| About this exercise |
Scan the records below. List lines holding "bridge".

| Stored entries |
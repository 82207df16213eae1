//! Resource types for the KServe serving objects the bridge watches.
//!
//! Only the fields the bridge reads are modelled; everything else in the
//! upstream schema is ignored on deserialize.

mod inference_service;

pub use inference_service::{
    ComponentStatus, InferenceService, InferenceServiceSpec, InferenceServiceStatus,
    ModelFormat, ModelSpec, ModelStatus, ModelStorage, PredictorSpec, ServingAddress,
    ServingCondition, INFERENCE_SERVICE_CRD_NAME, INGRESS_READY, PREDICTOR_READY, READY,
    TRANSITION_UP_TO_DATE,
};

| Solution to this problem |
//! Resource types for the KServe serving objects the bridge watches.
//! Only the fields the bridge reads are modelled; everything else in the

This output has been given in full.